Go through the listing beneath and show each line containing the string "label".

++++ Task input ++++

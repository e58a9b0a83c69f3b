//! Graph snapshot value types and structural validation.

use std::collections::{BTreeMap, HashSet};
use std::fmt;

use courseloom_core::{Error, Result};
use courseloom_rag::RetrievedSource;
use serde::de::Error as _;
use serde::{Deserialize, Deserializer, Serialize, Serializer};

/// A course file as supplied by the LMS catalog.
#[derive(Debug, Clone, PartialEq, Eq, Serialize, Deserialize)]
pub struct FileRef {
    /// External file id, used verbatim as the file node id.
    pub id: String,
    pub display_name: String,
}

impl FileRef {
    pub fn new(id: impl Into<String>, display_name: impl Into<String>) -> Self {
        Self {
            id: id.into(),
            display_name: display_name.into(),
        }
    }
}

/// Node kind. Serialized as `"topic"` or `"file_<ext>"` at the boundary.
#[derive(Debug, Clone, PartialEq, Eq)]
pub enum NodeGroup {
    Topic,
    /// A file node, tagged with the lowercased extension (`pdf`, `docx`,
    /// `unknown` when the display name has none).
    File(String),
}

impl NodeGroup {
    /// Derive the file group from a display name's extension.
    pub fn for_file(display_name: &str) -> Self {
        let ext = display_name
            .rsplit_once('.')
            .map(|(stem, ext)| (stem, ext.to_ascii_lowercase()))
            .filter(|(stem, ext)| !stem.is_empty() && !ext.is_empty())
            .map(|(_, ext)| ext)
            .unwrap_or_else(|| "unknown".to_string());
        NodeGroup::File(ext)
    }

    pub fn is_topic(&self) -> bool {
        matches!(self, NodeGroup::Topic)
    }
}

impl fmt::Display for NodeGroup {
    fn fmt(&self, f: &mut fmt::Formatter<'_>) -> fmt::Result {
        match self {
            NodeGroup::Topic => write!(f, "topic"),
            NodeGroup::File(ext) => write!(f, "file_{ext}"),
        }
    }
}

impl Serialize for NodeGroup {
    fn serialize<S: Serializer>(&self, serializer: S) -> std::result::Result<S::Ok, S::Error> {
        serializer.collect_str(self)
    }
}

impl<'de> Deserialize<'de> for NodeGroup {
    fn deserialize<D: Deserializer<'de>>(deserializer: D) -> std::result::Result<Self, D::Error> {
        let raw = String::deserialize(deserializer)?;
        if raw == "topic" {
            Ok(NodeGroup::Topic)
        } else if let Some(ext) = raw.strip_prefix("file_") {
            Ok(NodeGroup::File(ext.to_string()))
        } else {
            Err(D::Error::custom(format!("unknown node group: {raw}")))
        }
    }
}

/// A node in the knowledge graph.
#[derive(Debug, Clone, PartialEq, Serialize, Deserialize)]
pub struct GraphNode {
    pub id: String,
    pub label: String,
    pub group: NodeGroup,
}

/// A directed edge, always topic → file.
#[derive(Debug, Clone, PartialEq, Eq, Serialize, Deserialize)]
pub struct GraphEdge {
    pub from: String,
    pub to: String,
}

/// Generated summary and citations for one topic node.
#[derive(Debug, Clone, PartialEq, Serialize, Deserialize)]
pub struct TopicData {
    pub summary: String,
    pub sources: Vec<RetrievedSource>,
}

/// One graph state: the (nodes, edges, data) triple, always persisted and
/// exchanged together.
#[derive(Debug, Clone, Default, PartialEq, Serialize, Deserialize)]
pub struct GraphSnapshot {
    pub nodes: Vec<GraphNode>,
    pub edges: Vec<GraphEdge>,
    pub data: BTreeMap<String, TopicData>,
}

impl GraphSnapshot {
    pub fn new() -> Self {
        Self::default()
    }

    /// Check the structural invariants: unique node ids, edges whose
    /// endpoints exist (topic → file), and data keys that name existing
    /// topic nodes. Builder operations validate every snapshot they return.
    pub fn validate(&self) -> Result<()> {
        let mut ids = HashSet::with_capacity(self.nodes.len());
        for node in &self.nodes {
            if !ids.insert(node.id.as_str()) {
                return Err(Error::InvalidGraph(format!("duplicate node id: {}", node.id)));
            }
        }

        let topic_ids: HashSet<&str> = self
            .nodes
            .iter()
            .filter(|n| n.group.is_topic())
            .map(|n| n.id.as_str())
            .collect();

        for edge in &self.edges {
            if !topic_ids.contains(edge.from.as_str()) {
                return Err(Error::InvalidGraph(format!(
                    "edge references missing topic node: {}",
                    edge.from
                )));
            }
            if !ids.contains(edge.to.as_str()) {
                return Err(Error::InvalidGraph(format!(
                    "edge references missing node: {}",
                    edge.to
                )));
            }
            // Edges run topic -> file only.
            if topic_ids.contains(edge.to.as_str()) {
                return Err(Error::InvalidGraph(format!(
                    "edge target is not a file node: {}",
                    edge.to
                )));
            }
        }

        for key in self.data.keys() {
            if !topic_ids.contains(key.as_str()) {
                return Err(Error::InvalidGraph(format!(
                    "data references missing topic node: {key}"
                )));
            }
        }

        Ok(())
    }

    /// Parse a topic node id (`topic_N`) into its 1-based index.
    pub fn topic_index(id: &str) -> Option<u32> {
        id.strip_prefix("topic_").and_then(|n| n.parse().ok())
    }

    /// Next topic index: max existing topic index + 1, or 1 for a graph
    /// with no topics. Indices are never reused within a session.
    pub fn next_topic_index(&self) -> u32 {
        self.nodes
            .iter()
            .filter(|n| n.group.is_topic())
            .filter_map(|n| Self::topic_index(&n.id))
            .max()
            .map_or(1, |max| max + 1)
    }

    /// Serialize to the persisted triple of JSON strings.
    pub fn to_json_parts(&self) -> Result<(String, String, String)> {
        Ok((
            serde_json::to_string(&self.nodes)?,
            serde_json::to_string(&self.edges)?,
            serde_json::to_string(&self.data)?,
        ))
    }

    /// Rebuild a snapshot from the persisted triple of JSON strings.
    pub fn from_json_parts(nodes: &str, edges: &str, data: &str) -> Result<Self> {
        Ok(Self {
            nodes: serde_json::from_str(nodes)?,
            edges: serde_json::from_str(edges)?,
            data: serde_json::from_str(data)?,
        })
    }
}

#[cfg(test)]
mod tests {
    use super::*;

    fn topic(id: &str, label: &str) -> GraphNode {
        GraphNode {
            id: id.into(),
            label: label.into(),
            group: NodeGroup::Topic,
        }
    }

    fn file(id: &str, label: &str) -> GraphNode {
        GraphNode {
            id: id.into(),
            label: label.into(),
            group: NodeGroup::for_file(label),
        }
    }

    #[test]
    fn test_group_from_extension() {
        assert_eq!(NodeGroup::for_file("Chapter 3.pdf"), NodeGroup::File("pdf".into()));
        assert_eq!(NodeGroup::for_file("Notes.DOCX"), NodeGroup::File("docx".into()));
        assert_eq!(NodeGroup::for_file("README"), NodeGroup::File("unknown".into()));
        assert_eq!(NodeGroup::for_file(".hidden"), NodeGroup::File("unknown".into()));
    }

    #[test]
    fn test_group_serde_round_trip() {
        let json = serde_json::to_string(&NodeGroup::File("pdf".into())).unwrap();
        assert_eq!(json, "\"file_pdf\"");
        let parsed: NodeGroup = serde_json::from_str("\"topic\"").unwrap();
        assert_eq!(parsed, NodeGroup::Topic);
        assert!(serde_json::from_str::<NodeGroup>("\"widget\"").is_err());
    }

    #[test]
    fn test_validate_ok() {
        let mut snapshot = GraphSnapshot::new();
        snapshot.nodes = vec![file("101", "Chapter 3.pdf"), topic("topic_1", "Mitosis")];
        snapshot.edges = vec![GraphEdge { from: "topic_1".into(), to: "101".into() }];
        snapshot.data.insert(
            "topic_1".into(),
            TopicData { summary: "s".into(), sources: vec![] },
        );
        assert!(snapshot.validate().is_ok());
    }

    #[test]
    fn test_validate_dangling_edge() {
        let mut snapshot = GraphSnapshot::new();
        snapshot.nodes = vec![topic("topic_1", "Mitosis")];
        snapshot.edges = vec![GraphEdge { from: "topic_1".into(), to: "999".into() }];
        let err = snapshot.validate().unwrap_err();
        assert!(matches!(err, Error::InvalidGraph(_)));
    }

    #[test]
    fn test_validate_topic_to_topic_edge() {
        let mut snapshot = GraphSnapshot::new();
        snapshot.nodes = vec![topic("topic_1", "Mitosis"), topic("topic_2", "Meiosis")];
        snapshot.edges = vec![GraphEdge { from: "topic_1".into(), to: "topic_2".into() }];
        let err = snapshot.validate().unwrap_err();
        assert!(matches!(err, Error::InvalidGraph(_)));
    }

    #[test]
    fn test_validate_duplicate_id() {
        let mut snapshot = GraphSnapshot::new();
        snapshot.nodes = vec![topic("topic_1", "A"), topic("topic_1", "B")];
        assert!(matches!(snapshot.validate(), Err(Error::InvalidGraph(_))));
    }

    #[test]
    fn test_validate_orphan_data_key() {
        let mut snapshot = GraphSnapshot::new();
        snapshot.data.insert(
            "topic_9".into(),
            TopicData { summary: "s".into(), sources: vec![] },
        );
        assert!(matches!(snapshot.validate(), Err(Error::InvalidGraph(_))));
    }

    #[test]
    fn test_next_topic_index() {
        let mut snapshot = GraphSnapshot::new();
        assert_eq!(snapshot.next_topic_index(), 1);
        snapshot.nodes.push(topic("topic_3", "C"));
        snapshot.nodes.push(topic("topic_1", "A"));
        assert_eq!(snapshot.next_topic_index(), 4);
    }

    #[test]
    fn test_json_parts_round_trip() {
        let mut snapshot = GraphSnapshot::new();
        snapshot.nodes = vec![file("101", "Chapter 3.pdf"), topic("topic_1", "Mitosis")];
        snapshot.edges = vec![GraphEdge { from: "topic_1".into(), to: "101".into() }];
        snapshot.data.insert(
            "topic_1".into(),
            TopicData { summary: "s".into(), sources: vec![] },
        );
        let (nodes, edges, data) = snapshot.to_json_parts().unwrap();
        let restored = GraphSnapshot::from_json_parts(&nodes, &edges, &data).unwrap();
        assert_eq!(restored, snapshot);
    }
}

++++

→ Answer for the task:
    pub label: String,
    fn topic(id: &str, label: &str) -> GraphNode {
            label: label.into(),
    fn file(id: &str, label: &str) -> GraphNode {
            label: label.into(),
            group: NodeGroup::for_file(label),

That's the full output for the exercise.